§ TO DO:
Include in the output exactly the lines from the opening of the data through the line containing "use tokio::fs;", and nothing more.

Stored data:

//! Local filesystem storage backend
//!
//! Containers are directories under the root, blobs are files inside them.

use async_trait::async_trait;
use std::io::ErrorKind;
use std::path::{Path, PathBuf};
use tokio::fs;
use tokio::io::{AsyncReadExt, AsyncSeekExt, AsyncWriteExt};

use crate::types::{BlobEntry, ByteRange, DeleteOptions, DownloadOptions};
use crate::{Error, Result};

use super::{length_mismatch, BlobBackend, BlobSink, BlobSource};

/// Local filesystem storage
pub struct LocalBackend {
    root_path: PathBuf,
}

impl LocalBackend {
    /// The root directory is created lazily by the first container write.
    pub fn new(root_path: impl Into<PathBuf>) -> Self {
        Self {
            root_path: root_path.into(),
        }
    }

    fn container_path(&self, container: &str) -> Result<PathBuf> {
        check_name(container)?;
        if container.contains('/') {
            return Err(Error::backend_code(
                "InvalidResourceName",
                format!("container name '{}' must not contain '/'", container),
            ));
        }
        Ok(self.root_path.join(container))
    }

    /// Resolve a blob path, requiring the container to exist.
    async fn blob_path(&self, container: &str, blob: &str) -> Result<PathBuf> {
        let container_path = self.container_path(container)?;
        check_name(blob)?;
        if !is_dir(&container_path).await? {
            return Err(container_not_found(container));
        }
        Ok(container_path.join(blob))
    }

    /// Resolve an existing blob file. Directories created for nested names
    /// are not blobs.
    async fn blob_file(&self, container: &str, blob: &str) -> Result<(PathBuf, u64)> {
        let path = self.blob_path(container, blob).await?;
        match fs::metadata(&path).await {
            Ok(meta) if meta.is_file() => Ok((path, meta.len())),
            Ok(_) => Err(blob_not_found(container, blob)),
            Err(e) if matches!(e.kind(), ErrorKind::NotFound | ErrorKind::NotADirectory) => {
                Err(blob_not_found(container, blob))
            }
            Err(e) => Err(io_error("stat blob failed", e)),
        }
    }

    /// Remove directories left empty by a deleted nested blob, stopping at
    /// the container root or the first non-empty directory.
    async fn prune_empty_parents(&self, container: &str, blob_path: &Path) -> Result<()> {
        let container_path = self.container_path(container)?;
        let mut current = blob_path.parent();
        while let Some(dir) = current {
            if dir == container_path.as_path() || !dir.starts_with(&container_path) {
                break;
            }
            match fs::remove_dir(dir).await {
                Ok(()) => current = dir.parent(),
                Err(e) if e.kind() == ErrorKind::DirectoryNotEmpty => break,
                // Another writer may have removed it already
                Err(e) if e.kind() == ErrorKind::NotFound => current = dir.parent(),
                Err(e) => return Err(io_error("prune directory failed", e)),
            }
        }
        Ok(())
    }
}

/// Map a download range onto a blob of `len` bytes as `(offset, length)`,
/// following HTTP range semantics.
fn resolve_range(range: Option<ByteRange>, len: u64) -> Result<(u64, u64)> {
    let Some(range) = range else {
        return Ok((0, len));
    };

    // A syntactically invalid range is ignored
    if range.end.is_some_and(|end| end < range.start) {
        return Ok((0, len));
    }
    if range.start >= len {
        return Err(Error::backend_code(
            "InvalidRange",
            format!(
                "range start {} is not satisfiable for a blob of {} bytes",
                range.start, len
            ),
        ));
    }

    let end = range.end.map_or(len - 1, |end| end.min(len - 1));
    Ok((range.start, end - range.start + 1))
}

fn check_name(name: &str) -> Result<()> {
    let invalid = name.is_empty()
        || name.starts_with('/')
        || name.contains('\\')
        || name.split('/').any(|part| part.is_empty() || part == "." || part == "..");
    if invalid {
        return Err(Error::backend_code(
            "InvalidResourceName",
            format!("invalid resource name '{}'", name),
        ));
    }
    Ok(())
}

fn container_not_found(container: &str) -> Error {
    Error::backend_code(
        "ContainerNotFound",
        format!("container '{}' does not exist", container),
    )
}

fn blob_not_found(container: &str, blob: &str) -> Error {
    Error::backend_code(
        "BlobNotFound",
        format!("blob '{}' does not exist in container '{}'", blob, container),
    )
}

fn io_error(context: &str, err: std::io::Error) -> Error {
    Error::backend_code(format!("{:?}", err.kind()), format!("{}: {}", context, err))
}

async fn is_dir(path: &Path) -> Result<bool> {
    match fs::metadata(path).await {
        Ok(meta) => Ok(meta.is_dir()),
        Err(e) if e.kind() == ErrorKind::NotFound => Ok(false),
        Err(e) => Err(io_error("stat failed", e)),
    }
}

#[async_trait]
impl BlobBackend for LocalBackend {
    fn name(&self) -> &'static str {
        "local"
    }

    async fn create_container_if_not_exists(&self, container: &str) -> Result<bool> {
        let path = self.container_path(container)?;
        if is_dir(&path).await? {
            return Ok(false);
        }
        fs::create_dir_all(&path)
            .await
            .map_err(|e| io_error("create container failed", e))?;
        Ok(true)
    }

    async fn delete_container_if_exists(&self, container: &str) -> Result<bool> {
        let path = self.container_path(container)?;
        match fs::remove_dir_all(&path).await {
            Ok(()) => Ok(true),
            Err(e) if e.kind() == ErrorKind::NotFound => Ok(false),
            Err(e) => Err(io_error("delete container failed", e)),
        }
    }

    async fn list_blobs(&self, container: &str) -> Result<Vec<BlobEntry>> {
        let container_path = self.container_path(container)?;
        if !is_dir(&container_path).await? {
            return Err(container_not_found(container));
        }

        let mut results = Vec::new();
        let mut pending = vec![container_path.clone()];

        while let Some(dir) = pending.pop() {
            let mut entries = fs::read_dir(&dir)
                .await
                .map_err(|e| io_error("list failed", e))?;
            while let Some(entry) = entries
                .next_entry()
                .await
                .map_err(|e| io_error("list failed", e))?
            {
                let path = entry.path();
                let meta = entry
                    .metadata()
                    .await
                    .map_err(|e| io_error("list failed", e))?;
                if meta.is_dir() {
                    pending.push(path);
                    continue;
                }
                if let Ok(relative) = path.strip_prefix(&container_path) {
                    if let Some(s) = relative.to_str() {
                        results.push(BlobEntry {
                            name: s.replace(std::path::MAIN_SEPARATOR, "/"),
                            size: meta.len(),
                        });
                    }
                }
            }
        }

        results.sort_by(|a, b| a.name.cmp(&b.name));
        Ok(results)
    }

    async fn put_blob(
        &self,
        container: &str,
        blob: &str,
        source: BlobSource<'_>,
        size_bytes: u64,
    ) -> Result<()> {
        let path = self.blob_path(container, blob).await?;

        // One extra byte is enough to detect an over-long stream.
        let mut data = Vec::new();
        source
            .take(size_bytes.saturating_add(1))
            .read_to_end(&mut data)
            .await
            .map_err(|e| io_error("read source failed", e))?;

        if data.len() as u64 != size_bytes {
            return Err(length_mismatch(size_bytes, data.len() as u64));
        }

        if let Some(parent) = path.parent() {
            fs::create_dir_all(parent)
                .await
                .map_err(|e| io_error("create parent failed", e))?;
        }
        fs::write(&path, &data)
            .await
            .map_err(|e| io_error("write blob failed", e))?;
        Ok(())
    }

    async fn get_blob(
        &self,
        container: &str,
        blob: &str,
        dest: BlobSink<'_>,
        options: &DownloadOptions,
    ) -> Result<u64> {
        let (path, len) = self.blob_file(container, blob).await?;
        let (offset, length) = resolve_range(options.range, len)?;

        let mut file = match fs::File::open(&path).await {
            Ok(file) => file,
            Err(e) if e.kind() == ErrorKind::NotFound => {
                return Err(blob_not_found(container, blob))
            }
            Err(e) => return Err(io_error("open blob failed", e)),
        };
        if offset > 0 {
            file.seek(std::io::SeekFrom::Start(offset))
                .await
                .map_err(|e| io_error("seek failed", e))?;
        }

        let written = tokio::io::copy(&mut file.take(length), &mut *dest)
            .await
            .map_err(|e| io_error("download failed", e))?;

        dest.flush()
            .await
            .map_err(|e| io_error("flush failed", e))?;
        Ok(written)
    }

    async fn delete_blob(
        &self,
        container: &str,
        blob: &str,
        _options: &DeleteOptions,
    ) -> Result<()> {
        // No versioning locally, so version ids have nothing to select.
        let (path, _) = self.blob_file(container, blob).await?;
        match fs::remove_file(&path).await {
            Ok(()) => {}
            Err(e) if e.kind() == ErrorKind::NotFound => return Err(blob_not_found(container, blob)),
            Err(e) => return Err(io_error("delete blob failed", e)),
        }
        self.prune_empty_parents(container, &path).await
    }
}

§ ANSWER TO THE EXERCISE:
//! Local filesystem storage backend
//!
//! Containers are directories under the root, blobs are files inside them.

use async_trait::async_trait;
use std::io::ErrorKind;
use std::path::{Path, PathBuf};
use tokio::fs;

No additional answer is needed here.